Throughout my life I have been emotionally strong and it has stood to me during times of trouble. However I can honestly say that this past year has shaken me more than I ever thought I could be.

Losing my dear sister Annie stopped my world five years ago and at times I didn’t want it to start again I missed her so much. Losing my mam last year has made me feel fragile and small in the face of the universe and in the arbitrary way that life/death happens.

In all the sadness and adjustment to my life without mam, I could not bury myself in my studies as I had done when Annie died. It simply didn’t work. I tried hard to keep up, but eventually made the decision to defer my studies until such a time that I could be clearheaded and focused on the subject as it deserves to be.

When this decision was made I found myself in another vacuum, another empty place where routine was gone and tasks no longer had to be carried forward to the next page of my “do it tomorrow” book.

Emotionally, I realise that I needed that space to mourn my mother’s death and to sort out her affairs, which took up so much time in the weeks and months that followed.

I took on a major house renovation which was much needed and very welcome. I became a ‘project manager’ in my own home and this activity took me through the sad spring and summer months. Conversations about colours and textures, wood versus carpet with painters, carpenters, restorers, and electricians coupled with builders and plumbers coming in and out of the house kept me occupied and focused on the job at hand.

Once that was complete I was in a vacuum again.

The ending of so many things has left me in a peculiar place. I am stagnant, still, and unable to move forward. I am bereft of people that I loved and habits that had become an intrinsic part of me and I am unsure of how to move forward. The pages of my “do it tomorrow” book lie empty and I find that days drag on with no purpose or direction.

I believe that I will bounce back eventually, but it’s a tougher road than I could ever have imagined.

I believe that inertia is a thief of time, and that if I don’t move forward, I will become stuck in this place and I don’t want to be here any longer than I have to be.

I believe that life for me will not be the one that I casually mapped out before I lost the two greatest women that I have ever known and loved.

I believe that living is only as good as I make it, and that it’s up to me to create the opportunities that will make it better for me.

I believe that I am more equipped than I realise, facing into my future having had the love and friendship from these two beloved women.

Life has shrunk, yet I find myself filled with hope on a road watching out for the signpost that will point me in the right direction.

 

Destiny is somehow trusting that what has passed will provide strength and hope for my future.

 

 

The route home…..

Like a pigeon, despite distance and location I have always found my way back home to where I grew up. I never left the island, indeed I never lived further than thirty five miles away from my family home at any given time.

Growing up and living in Drimnagh on the south side of Dublin, the actual location of a job was a primary factor on whether to accept it or not. Bus routes and distance from home was a major consideration when searching for particular employment opportunities. My first job was in a music shop in North Great Fredrick Street on the North side of the city. I was fifteen years of age when I started.

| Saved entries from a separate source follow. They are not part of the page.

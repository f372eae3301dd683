//! AWS connection parameters
//!
//! A flat set of string keys describing how to reach a remote function or log
//! group: region, ARN (or its parts) and a credential pair.

use crate::arn::Arn;
use crate::config::ConfigParams;
use crate::error::ServiceError;

pub const DEFAULT_PARTITION: &str = "aws";
pub const AWS_PROTOCOL: &str = "aws";

/// What a consumer needs from a resolved connection
#[derive(Debug, Clone, Copy, PartialEq, Eq)]
pub struct ResolveOptions {
    /// A full ARN (explicit or synthesized) must be available
    pub require_arn: bool,
    /// An access id / access key pair must be available
    pub require_credentials: bool,
}

impl Default for ResolveOptions {
    fn default() -> Self {
        Self {
            require_arn: true,
            require_credentials: true,
        }
    }
}

/// Connection and credential parameters for an AWS resource
#[derive(Debug, Clone, Default, PartialEq, Eq)]
pub struct AwsConnectionParams {
    params: ConfigParams,
}

impl AwsConnectionParams {
    pub fn new() -> Self {
        Self::default()
    }

    /// Wrap flat parameters (`region`, `arn`, `access_id`, ...)
    pub fn from_params(params: ConfigParams) -> Self {
        Self { params }
    }

    /// Read the `credential.*` and `connection.*` sections of a component config
    pub fn from_config(config: &ConfigParams) -> Self {
        let credential = config.get_section("credential");
        let connection = config.get_section("connection");
        Self {
            params: credential.merge(&connection),
        }
    }

    pub fn params(&self) -> &ConfigParams {
        &self.params
    }

    pub fn get(&self, key: &str) -> Option<String> {
        self.params.get_as_nullable_string(key)
    }

    pub fn set(&mut self, key: &str, value: impl Into<String>) {
        self.params.set(key, value);
    }

    /// Fill keys that are absent here from `other`; present keys are kept
    pub fn merge_missing(&mut self, other: &ConfigParams) {
        self.params = self.params.with_defaults(other);
    }

    pub fn protocol(&self) -> Option<String> {
        self.get("protocol")
    }

    pub fn partition(&self) -> String {
        self.get("partition")
            .or_else(|| self.explicit_arn().map(|a| a.partition))
            .unwrap_or_else(|| DEFAULT_PARTITION.to_string())
    }

    pub fn service(&self) -> Option<String> {
        self.get("service")
            .or_else(|| self.explicit_arn().map(|a| a.service))
    }

    /// Explicit region, or the region embedded in an explicit ARN
    pub fn region(&self) -> Option<String> {
        self.get("region").or_else(|| {
            self.explicit_arn()
                .map(|a| a.region)
                .filter(|r| !r.is_empty())
        })
    }

    pub fn set_region(&mut self, region: impl Into<String>) {
        self.set("region", region);
    }

    pub fn account(&self) -> Option<String> {
        self.get("account")
            .or_else(|| self.explicit_arn().map(|a| a.account).filter(|a| !a.is_empty()))
    }

    pub fn resource_type(&self) -> Option<String> {
        self.get("resource_type")
            .or_else(|| self.explicit_arn().and_then(|a| a.resource_type))
    }

    pub fn resource(&self) -> Option<String> {
        self.get("resource")
            .or_else(|| self.explicit_arn().map(|a| a.resource))
    }

    /// Explicit ARN, or one synthesized from account, region and resource
    pub fn arn(&self) -> Option<String> {
        if let Some(arn) = self.get("arn") {
            return Some(arn);
        }

        let (Some(region), Some(account), Some(resource)) =
            (self.get("region"), self.get("account"), self.get("resource"))
        else {
            return None;
        };

        let arn = Arn::new(
            self.partition(),
            self.service().unwrap_or_default(),
            region,
            account,
            self.get("resource_type"),
            resource,
        );
        Some(arn.to_string())
    }

    /// Store an ARN; the region it carries never replaces an explicit one
    pub fn set_arn(&mut self, arn: impl Into<String>) {
        self.set("arn", arn);
    }

    pub fn access_id(&self) -> Option<String> {
        self.get("access_id")
    }

    pub fn set_access_id(&mut self, access_id: impl Into<String>) {
        self.set("access_id", access_id);
    }

    pub fn access_key(&self) -> Option<String> {
        self.get("access_key")
    }

    pub fn set_access_key(&mut self, access_key: impl Into<String>) {
        self.set("access_key", access_key);
    }

    pub fn session_token(&self) -> Option<String> {
        self.get("session_token")
    }

    /// Endpoint override, e.g. a local emulator
    pub fn endpoint(&self) -> Option<String> {
        self.get("endpoint")
    }

    pub fn discovery_key(&self) -> Option<String> {
        self.get("discovery_key")
    }

    pub fn store_key(&self) -> Option<String> {
        self.get("store_key")
    }

    pub fn has_connection(&self) -> bool {
        self.arn().is_some()
    }

    pub fn has_credentials(&self) -> bool {
        self.access_id().is_some() && self.access_key().is_some()
    }

    fn explicit_arn(&self) -> Option<Arn> {
        self.get("arn").and_then(|a| Arn::parse(&a).ok())
    }

    /// Check the parameters can reach a resource
    pub fn validate(&self, trace_id: Option<&str>, options: ResolveOptions) -> Result<(), ServiceError> {
        if let Some(protocol) = self.protocol() {
            if protocol != AWS_PROTOCOL {
                return Err(ServiceError::configuration(
                    "UNSUPPORTED_PROTOCOL",
                    format!("Protocol {} is not supported", protocol),
                )
                .with_detail("protocol", protocol)
                .with_trace_id(trace_id));
            }
        }

        if let Some(arn) = self.get("arn") {
            Arn::parse(&arn).map_err(|e| e.with_trace_id(trace_id))?;
        }

        let connected = if options.require_arn {
            self.arn().is_some()
        } else {
            self.arn().is_some() || self.region().is_some()
        };
        if !connected {
            return Err(ServiceError::configuration(
                "NO_AWS_CONNECTION",
                "no connection configured",
            )
            .with_trace_id(trace_id));
        }

        if options.require_credentials {
            if self.access_id().is_none() {
                return Err(ServiceError::configuration(
                    "NO_ACCESS_ID",
                    "No access_id is configured in AWS credential",
                )
                .with_trace_id(trace_id));
            }
            if self.access_key().is_none() {
                return Err(ServiceError::configuration(
                    "NO_ACCESS_KEY",
                    "No access_key is configured in AWS credential",
                )
                .with_trace_id(trace_id));
            }
        }

        Ok(())
    }
}

#[cfg(test)]
mod tests {
    use super::*;

    fn lambda_config() -> ConfigParams {
        ConfigParams::from_tuples([
            ("connection.arn", "arn:aws:lambda:us-east-1:123456789012:function:myFunc"),
            ("credential.access_id", "A"),
            ("credential.access_key", "B"),
        ])
    }

    #[test]
    fn test_from_config_reads_sections() {
        let params = AwsConnectionParams::from_config(&lambda_config());
        assert_eq!(params.access_id().as_deref(), Some("A"));
        assert_eq!(params.access_key().as_deref(), Some("B"));
        assert_eq!(
            params.arn().as_deref(),
            Some("arn:aws:lambda:us-east-1:123456789012:function:myFunc")
        );
    }

    #[test]
    fn test_region_derived_from_arn() {
        let params = AwsConnectionParams::from_config(&lambda_config());
        assert_eq!(params.region().as_deref(), Some("us-east-1"));
        assert_eq!(params.account().as_deref(), Some("123456789012"));
        assert_eq!(params.resource_type().as_deref(), Some("function"));
        assert_eq!(params.resource().as_deref(), Some("myFunc"));
    }

    #[test]
    fn test_explicit_region_wins() {
        let mut config = lambda_config();
        config.set("connection.region", "eu-west-1");
        let params = AwsConnectionParams::from_config(&config);
        assert_eq!(params.region().as_deref(), Some("eu-west-1"));
        // The ARN itself is left untouched
        assert!(params.arn().unwrap().contains("us-east-1"));
    }

    #[test]
    fn test_synthesized_arn() {
        let params = AwsConnectionParams::from_params(ConfigParams::from_tuples([
            ("service", "lambda"),
            ("region", "us-east-1"),
            ("account", "123456789012"),
            ("resource_type", "function"),
            ("resource", "myFunc"),
        ]));
        assert_eq!(
            params.arn().as_deref(),
            Some("arn:aws:lambda:us-east-1:123456789012:function:myFunc")
        );
    }

    #[test]
    fn test_incomplete_tuple_has_no_arn() {
        let params = AwsConnectionParams::from_params(ConfigParams::from_tuples([
            ("region", "us-east-1"),
            ("resource", "myFunc"),
        ]));
        assert!(params.arn().is_none());
        assert!(!params.has_connection());
    }

    #[test]
    fn test_validate_errors() {
        let empty = AwsConnectionParams::new();
        let err = empty.validate(Some("t1"), ResolveOptions::default()).unwrap_err();
        assert_eq!(err.code, "NO_AWS_CONNECTION");
        assert_eq!(err.message, "no connection configured");
        assert_eq!(err.trace_id.as_deref(), Some("t1"));

        let mut params = AwsConnectionParams::from_config(&lambda_config());
        params.set("access_key", "");
        let err = params.validate(None, ResolveOptions::default()).unwrap_err();
        assert_eq!(err.code, "NO_ACCESS_KEY");

        let relaxed = ResolveOptions {
            require_arn: true,
            require_credentials: false,
        };
        assert!(params.validate(None, relaxed).is_ok());
    }

    #[test]
    fn test_validate_region_only_when_arn_optional() {
        let params = AwsConnectionParams::from_params(ConfigParams::from_tuples([
            ("region", "us-east-1"),
            ("access_id", "A"),
            ("access_key", "B"),
        ]));
        let options = ResolveOptions {
            require_arn: false,
            require_credentials: true,
        };
        assert!(params.validate(None, options).is_ok());
        assert!(params.validate(None, ResolveOptions::default()).is_err());
    }

    #[test]
    fn test_unsupported_protocol() {
        let mut params = AwsConnectionParams::from_config(&lambda_config());
        params.set("protocol", "http");
        let err = params.validate(None, ResolveOptions::default()).unwrap_err();
        assert_eq!(err.code, "UNSUPPORTED_PROTOCOL");
    }
}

As a city dweller I was used to public transport and I very quickly worked out several bus routes that would take me to and from my place of work. There was always walking involved, so depending on the weather, I had choices about how long I wanted to spend sitting on a bus, or how long I wanted to spend walking. This varied with the seasons.

On winter nights after work I dashed the short distance to O’Connell Street and hopped on the 22 bus which brought me to the bottom of the long road that led to my home. Facing into the rain without the shelter of an umbrella could be the longest journey and one that I remember well. On summer evenings, I would stroll the length of O’Connell Street and wander across the river Liffey to Fleet Street, where I could pick up one of the 50 A, B or C buses that traveled across the south side of the city. Walking even further before boarding and after disembarking was a pleasure on balmy summer nights and distance wasn’t an issue. Getting home quickly during the summer months never seemed to have the same urgency as it did in the winter.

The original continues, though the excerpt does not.